We also have a number of systems for creating normalized ontology classes using templates, where the template corresponds to a design pattern. These include Dead Simple OWL Design Patterns, ROBOT templates, TermGenie, and Tawny-OWL. These allow ontology developers to author logical definitions for classes without directly writing any OWL axioms. An ontologist defines the pattern in advance and the ontology developer can simply fill in ‘slots’.

biochem

Example template for GO biochemical process classes. From Hill et al (note some relations may have changed). Using a templating system, a curator needs only select the template (e.g. biosynthetic process) and a value for any template values (e.g. X=alanine, a class from ChEBI).

Where are we now?

The Rector 2003 paper ends with “we believe that if the potential of OWL and related DL based formalisms is to be realised, then such criteria for normalisation need to become well defined and their use routine”. Fast forward sixteen years to 2019, and the bio-ontology world is still engaged in a process of untangling ontologies. Although we have made good progress, some ontologies are still tangled, and many continue to assert hierarchies that could be inferred. Why? There may be a number of reasons for this, including:

It’s tempting to hack

hacker

It can be tempting to “hack” together an asserted hierarchy as opposed to constructing an ontology in a modular fashion. This is especially true for ontology developers who have not been trained in techniques like modular design.  We see this trade-off in software development all the time: the quick hack that grows to unmaintainable beast.

Retrospectively untangling gets harder the larger the ontology becomes. This is a good example of the  technical debt  concept from software engineering, outlined in the previous post. Even for well normalized ontologies, a tangled remnant remains, leading to ballooning of technical debt. 

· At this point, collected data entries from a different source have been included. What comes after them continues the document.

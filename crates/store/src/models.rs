//! Store models.
//!
//! Everything here is produced by a [`DocumentStore`](crate::DocumentStore)
//! and consumed once; nothing is cached across edit attempts.

use std::fmt;

use crate::error::{ErrorKind, Result};

/// Opaque marker of a page's last-known revision, handed back on save so the
/// store can detect a conflicting edit made in the meantime.
#[derive(Debug, Clone, PartialEq, Eq)]
pub struct ConcurrencyToken(pub String);
impl fmt::Display for ConcurrencyToken {
    fn fmt(&self, f: &mut fmt::Formatter<'_>) -> fmt::Result {
        f.write_str(&self.0)
    }
}

/// Current state of one page.
#[derive(Debug, Clone, PartialEq, Eq)]
pub struct Document {
    pub title: String,
    pub text: String,
    pub token: ConcurrencyToken,
}

/// A full-text replacement of one page, guarded by the token of the
/// revision it was computed from.
#[derive(Debug, Clone, PartialEq, Eq)]
pub struct Edit {
    pub title: String,
    pub text: String,
    pub token: ConcurrencyToken,
    pub summary: String,
}

/// Upload information for one file, as returned by image queries.
///
/// `upload_time` is the store's sortable timestamp string (ISO-8601 in UTC),
/// so string order is chronological order.
#[derive(Debug, Clone, PartialEq, Eq, Default)]
pub struct ImageRecord {
    pub title: String,
    pub upload_time: Option<String>,
    pub user: Option<String>,
    /// Exif `DateTimeOriginal`, camera-local wall-clock time.
    pub capture_time: Option<String>,
    /// Exif `Model`.
    pub camera_model: Option<String>,
}

/// Inclusive range of upload timestamps for a single uploader, with
/// `start <= end`.
#[derive(Debug, Clone, PartialEq, Eq)]
pub struct UploadRange {
    pub user: String,
    pub start: String,
    pub end: String,
}
impl UploadRange {
    /// Builds a range from two boundary timestamps given in any order.
    pub fn new(user: impl Into<String>, a: impl Into<String>, b: impl Into<String>) -> Self {
        let (a, b) = (a.into(), b.into());
        let (start, end) = if a <= b { (a, b) } else { (b, a) };
        Self {
            user: user.into(),
            start,
            end,
        }
    }

    pub fn contains(&self, upload_time: &str) -> bool {
        self.start.as_str() <= upload_time && upload_time <= self.end.as_str()
    }
}

/// The group that marks an account as trusted enough to run batch edits.
pub const TRUSTED_GROUP: &str = "autoconfirmed";

/// Who the store's credential belongs to.
#[derive(Debug, Clone, PartialEq, Eq, Default)]
pub struct Identity {
    pub username: String,
    pub anonymous: bool,
    pub blocked: bool,
    pub groups: Vec<String>,
}
impl Identity {
    /// Rejects identities that may not run batch edits.
    pub fn authorize(self) -> Result<Self> {
        if self.anonymous {
            exn::bail!(ErrorKind::Forbidden("Not logged in; check the configured access token.".to_string()));
        }
        if !self.groups.iter().any(|g| g == TRUSTED_GROUP) {
            exn::bail!(ErrorKind::Forbidden("User is not autoconfirmed.".to_string()));
        }
        if self.blocked {
            exn::bail!(ErrorKind::Forbidden("User is blocked.".to_string()));
        }
        Ok(self)
    }
}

We’re still not there with tools

Even where we have the tools, they are not universally used. ChEBI is one of the most widely used bio-ontologies, but it currently lacks logical definitions. This is in part because it is developed as a traditional database resource rather than an ontology. Curators used a specialized database interface that is optimized for things such as chemical structures, but lacks modern ontology engineering features such as authoring OWL axioms or integrating reasoning with curation.

Untangling is hard!

tele.png

Untangling can be really hard. Sometimes the untangling involves hierarchies that have been conceptually baked in for centuries, along with apparent contradictions. For example, the classification of the second cranial nerve as a nerve, being part of the central nervous system, and the classification of nerves as part of the peripheral nervous system (see the example in this post). Trying to tease apart different nuances into a well-behaved normalized ontologies can be hard.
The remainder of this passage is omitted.